■ Exercise ■
Your answer should be every line from the records that contains "receive".

[Start of Attachment]

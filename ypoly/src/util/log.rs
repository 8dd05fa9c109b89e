use log::LevelFilter;

/// Verbosity 0..=3 to a level filter: Off, Info, Debug, Trace.
pub fn level_filter(verbosity: u8) -> LevelFilter { 
    match verbosity {
        0 => LevelFilter::Off,
        1 => LevelFilter::Info,
        2 => LevelFilter::Debug,
        _ => LevelFilter::Trace,
    }
}

/// Logs to stderr, so that stdout only carries results.
pub fn init_simple_logger(l: LevelFilter) -> Result<(), log::SetLoggerError> { 
    use simplelog::*;

    let config = ConfigBuilder::new()
        .set_location_level(LevelFilter::Off)
        .set_target_level(LevelFilter::Off)
        .set_thread_level(LevelFilter::Off)
        .set_level_color(Level::Trace, Some(Color::Green))
        .build();

    TermLogger::init(l, config, TerminalMode::Stderr, ColorChoice::Auto)
}

#[cfg(test)]
mod tests { 
    use super::*;

    #[test]
    fn verbosity() { 
        assert_eq!(level_filter(0), LevelFilter::Off);
        assert_eq!(level_filter(1), LevelFilter::Info);
        assert_eq!(level_filter(2), LevelFilter::Debug);
        assert_eq!(level_filter(3), LevelFilter::Trace);
        assert_eq!(level_filter(9), LevelFilter::Trace);
    }
}
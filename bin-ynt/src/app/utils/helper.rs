use std::any::Any;
use std::fmt::Display;
use std::io::{BufRead, Write};
use std::panic::{catch_unwind, UnwindSafe};
use std::str::FromStr;
use std::time::Instant;
use log::info;
use ypoly::Poly;
use super::super::err::*;

/// Runs `proc` and logs its wall-clock time under `label`.
pub fn measure<F, Res>(label: &str, proc: F) -> Res
where F: FnOnce() -> Res { 
    let start = Instant::now();
    let res = proc();
    info!("{label}: {:?}", start.elapsed());
    res
}

/// Turns a panic inside `f` into an `AppErr`.
pub fn guard_panic<F, R>(f: F) -> Result<R, Box<dyn std::error::Error>>
where F: FnOnce() -> Result<R, Box<dyn std::error::Error>> + UnwindSafe {
    match catch_unwind(f) { 
        Ok(res) => res,
        Err(payload) => err!("panic: {}", panic_message(payload.as_ref()))
    }
}

fn panic_message<'a>(payload: &'a (dyn Any + Send + 'static)) -> &'a str { 
    if let Some(s) = payload.downcast_ref::<&str>() { 
        s
    } else if let Some(s) = payload.downcast_ref::<String>() { 
        s.as_str()
    } else { 
        "unknown cause"
    }
}

/// Parses `input` as a polynomial, ignoring whitespace.
pub fn load_poly(input: &str, simplify: bool) -> Result<Poly, Box<dyn std::error::Error>> { 
    let s = input.chars().filter(|c| !c.is_whitespace()).collect::<String>();
    let p = ypoly::parse(&s)?;

    if simplify { 
        Ok(p.simplify()?)
    } else { 
        Ok(p)
    }
}

/// Writes `msg` to stderr and reads one line from `input`.
pub fn prompt<R, T>(input: &mut R, msg: &str) -> Result<T, Box<dyn std::error::Error>>
where R: BufRead, T: FromStr, T::Err: Display { 
    eprint!("{msg}");
    std::io::stderr().flush()?;

    let mut line = String::new();
    let n = input.read_line(&mut line)?;
    ensure!(n > 0, "unexpected end of input.");

    let s = line.trim();
    match T::from_str(s) { 
        Ok(v) => Ok(v),
        Err(e) => err!("cannot parse '{s}': {e}")
    }
}
use std::fmt::Display;
use num_traits::{One, Zero};

/// The exponent type. Unsigned, so a term can never carry a negative exponent.
pub type Deg = u32;

// `Term` : represents a monomial a·x^d with a ∈ ℤ, d ≥ 0.

#[derive(Clone, Copy, PartialEq, Eq, Hash, Default, Debug)]
#[cfg_attr(feature = "serde", derive(serde::Deserialize, serde::Serialize))]
pub struct Term { 
    coeff: i64,
    deg: Deg
}

impl Term { 
    pub const VAR_SYMBOL: char = 'x';

    pub fn new(coeff: i64, deg: Deg) -> Self { 
        Self { coeff, deg }
    }

    pub fn coeff(&self) -> i64 { 
        self.coeff
    }

    pub fn deg(&self) -> Deg { 
        self.deg
    }

    pub fn is_zero(&self) -> bool { 
        self.coeff.is_zero()
    }

    pub fn is_const(&self) -> bool { 
        self.deg.is_zero()
    }

    // The numeral is omitted for ±1 in front of x, e.g. x^2, -x.
    pub(crate) fn fmt_with<F>(&self, first: bool, fmt_deg: F) -> String
    where F: Fn(Deg) -> String { 
        let a = self.coeff;
        let d = self.deg;

        let sign = if a > 0 && !first { "+" } else { "" };
        let coeff = if d.is_zero() || !a.unsigned_abs().is_one() { 
            a.to_string()
        } else if a < 0 { 
            "-".to_string()
        } else { 
            String::new()
        };
        let var = if d.is_zero() { 
            String::new()
        } else { 
            format!("{}{}", Self::VAR_SYMBOL, fmt_deg(d))
        };

        format!("{sign}{coeff}{var}")
    }
}

impl From<(i64, Deg)> for Term { 
    fn from((coeff, deg): (i64, Deg)) -> Self {
        Self::new(coeff, deg)
    }
}

impl From<Term> for (i64, Deg) { 
    fn from(t: Term) -> Self {
        (t.coeff, t.deg)
    }
}

impl Display for Term { 
    fn fmt(&self, f: &mut std::fmt::Formatter<'_>) -> std::fmt::Result {
        let s = self.fmt_with(true, crate::format::fmt_deg_ascii);
        f.write_str(&s)
    }
}
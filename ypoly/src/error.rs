use derive_more::Display;

#[derive(Clone, PartialEq, Debug, Display)]
pub enum Error { 
    #[display("parse error at {pos}: {msg}")]
    Parse { pos: usize, msg: String },

    #[display("{what} out of range: {value}")]
    OutOfRange { what: &'static str, value: String },

    #[display("division by zero: f'(x) = 0 at x = {x} (iteration {iter})")]
    DivisionByZero { iter: usize, x: f64 },

    #[display("no root found within {max_iter} iterations (last x = {x})")]
    NoRootFound { max_iter: usize, x: f64 },

    #[display("invalid argument: {_0}")]
    InvalidArg(String),
}

impl std::error::Error for Error {}

pub type Result<T> = std::result::Result<T, Error>;

macro_rules! parse_err {
    ($pos:expr, $($arg:tt)*) => {{
        let e = $crate::Error::Parse { pos: $pos, msg: format!($($arg)*) };
        Err(e)
    }}
}

macro_rules! ensure_arg {
    ($cond:expr, $($arg:tt)*) => {{
        if !$cond { 
            return Err($crate::Error::InvalidArg(format!($($arg)*)));
        }
    }}
}

pub(crate) use {parse_err, ensure_arg};

#[cfg(test)]
mod tests { 
    use super::*;

    #[test]
    fn display() { 
        let e = Error::Parse { pos: 3, msg: "unexpected 'y'".into() };
        assert_eq!(e.to_string(), "parse error at 3: unexpected 'y'");

        let e = Error::OutOfRange { what: "coefficient", value: "99999999999999999999".into() };
        assert_eq!(e.to_string(), "coefficient out of range: 99999999999999999999");

        let e = Error::NoRootFound { max_iter: 20, x: 0.5 };
        assert_eq!(e.to_string(), "no root found within 20 iterations (last x = 0.5)");
    }

    #[test]
    fn distinct_kinds() { 
        let a = Error::DivisionByZero { iter: 1, x: 0.0 };
        let b = Error::NoRootFound { max_iter: 1, x: 0.0 };
        assert_ne!(a, b);
        assert!(matches!(a, Error::DivisionByZero { .. }));
    }
}
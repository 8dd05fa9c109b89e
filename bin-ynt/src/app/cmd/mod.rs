pub mod diff;
pub mod eval;
pub mod root;
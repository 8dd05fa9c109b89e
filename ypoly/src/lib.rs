mod error;
mod types;

pub mod parse;
pub mod format;
pub mod diff;
pub mod eval;
pub mod newton;
pub mod util;

pub use error::*;
pub use types::*;

pub use parse::parse;
pub use format::{format, format_unicode};
pub use diff::{differentiate, nth_derivative};
pub use eval::{evaluate, evaluate_derivative_at};
pub use newton::{find_root, Newton, NewtonCfg, Root, Step};
//! Suite report rendering
//!
//! Verifies:
//! - Reports serialize with tagged outcomes and snake_case levels
//! - The text rendering lists every rule and ends with a summary line
//! - Merged reports keep their sub-suite prefix through serialization

use flowcheck_harness::{RuleLevel, RuleOutcome, RuleReport, SuiteReport};
use serde_json::json;

fn report(name: &str, rule: &'static str, level: RuleLevel, outcome: RuleOutcome) -> RuleReport {
    RuleReport { name: name.to_string(), rule, level, description: "checks something", outcome }
}

fn sample() -> SuiteReport {
    let mut suite = SuiteReport::new("publisher");
    suite.rules = vec![
        report("produces_requested_elements", "1.1", RuleLevel::Required, RuleOutcome::Passed),
        report(
            "request_zero_signals_error",
            "3.9",
            RuleLevel::Required,
            RuleOutcome::Failed("did not receive expected on_error".to_string()),
        ),
        report(
            "rejects_null_subscriber",
            "1.9",
            RuleLevel::Untested,
            RuleOutcome::Skipped("not expressible".to_string()),
        ),
    ];
    suite
}

#[test]
fn serializes_tagged_outcomes() {
    let value = serde_json::to_value(sample()).expect("serializable");

    assert_eq!(value["suite"], "publisher");
    assert_eq!(value["rules"][0]["level"], "required");
    assert_eq!(value["rules"][0]["outcome"], json!({ "status": "passed" }));
    assert_eq!(
        value["rules"][1]["outcome"],
        json!({ "status": "failed", "detail": "did not receive expected on_error" })
    );
    assert_eq!(value["rules"][2]["level"], "untested");
    assert_eq!(value["rules"][2]["outcome"]["status"], "skipped");
}

#[test]
fn display_lists_rules_and_summary() {
    let text = sample().to_string();
    let lines: Vec<_> = text.lines().collect();

    assert_eq!(lines.len(), 4);
    assert!(lines[0].starts_with("[PASS] 1.1"));
    assert!(lines[0].ends_with("produces_requested_elements"));
    assert!(lines[1].starts_with("[FAIL] 3.9"));
    assert!(lines[1].ends_with(": did not receive expected on_error"));
    assert!(lines[2].starts_with("[SKIP] 1.9"));
    assert_eq!(lines[3], "publisher: 1 passed, 1 failed, 1 skipped");
}

#[test]
fn merged_names_survive_serialization() {
    let mut processor = SuiteReport::new("identity_processor");
    processor.merge("publisher", sample());

    assert!(!processor.is_conformant());
    let value = serde_json::to_value(&processor).expect("serializable");
    assert_eq!(value["rules"][1]["name"], "publisher::request_zero_signals_error");
    assert_eq!(processor.failures().count(), 1);
}
//! Verification core for backpressured stream implementations.
//!
//! Everything the rule suites need to observe an implementation under test
//! from the outside, without ever blocking forever and without ever throwing
//! into the implementation's own threads.
//!
//! # Layers
//!
//! - [`env`]: configuration and the shared failure sink ("flops").
//! - [`sync`]: [`Latch`], [`Promise`] and [`Receptacle`], the only places the
//!   harness waits, always with a deadline.
//! - [`doubles`]: reference [`ManualPublisher`] / [`ManualSubscriber`] that
//!   drive or observe the implementation under test, plus the background
//!   [`HelperPublisher`] that generates elements.
//! - [`probe`]: wrappers that record what a subscriber under test sees
//!   ([`BlackboxProbe`]) or additionally steer it ([`WhiteboxSubscriberProbe`]).
//! - [`signal`]: per-thread signal scopes and the concurrent-access barrier.
//! - [`reference`]: observing that a publisher released its subscriber.
//!
//! # Failure channels
//!
//! Callback-side checks record a [`Failure`] in the environment and return.
//! Blocking expectations on the driving thread record the failure and also
//! return it, so scenario code can propagate it with `?`.

#![forbid(unsafe_code)]
#![warn(missing_docs)]

pub mod doubles;
pub mod env;
pub mod error;
pub mod probe;
pub mod reference;
pub mod signal;
pub mod sync;

use std::fmt::Debug;

pub use doubles::{ElementFactory, HelperPublisher, ManualPublisher, ManualSubscriber};
pub use env::{EnvironmentConfig, TEST_BUFFER_SIZE, TestEnvironment};
pub use error::{ConfigError, Failure};
pub use probe::{BlackboxProbe, BlackboxSubscriberProxy, SubscriberPuppet, WhiteboxSubscriberProbe};
pub use reference::await_release;
pub use signal::{ConcurrentAccessBarrier, Signal, SignalScope};
pub use sync::{Delivery, Latch, Promise, Receptacle};

/// Bounds every element type flowing through the harness.
///
/// Elements are compared (ordering and identity checks), printed in failure
/// messages, and handed across threads.
pub trait Element: Clone + PartialEq + Debug + Send + Sync + 'static {}

impl<T> Element for T where T: Clone + PartialEq + Debug + Send + Sync + 'static {}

[End of Attachment]

■ Solution for this task ■
            RuleOutcome::Failed("did not receive expected on_error".to_string()),
        json!({ "status": "failed", "detail": "did not receive expected on_error" })
    assert!(lines[1].ends_with(": did not receive expected on_error"));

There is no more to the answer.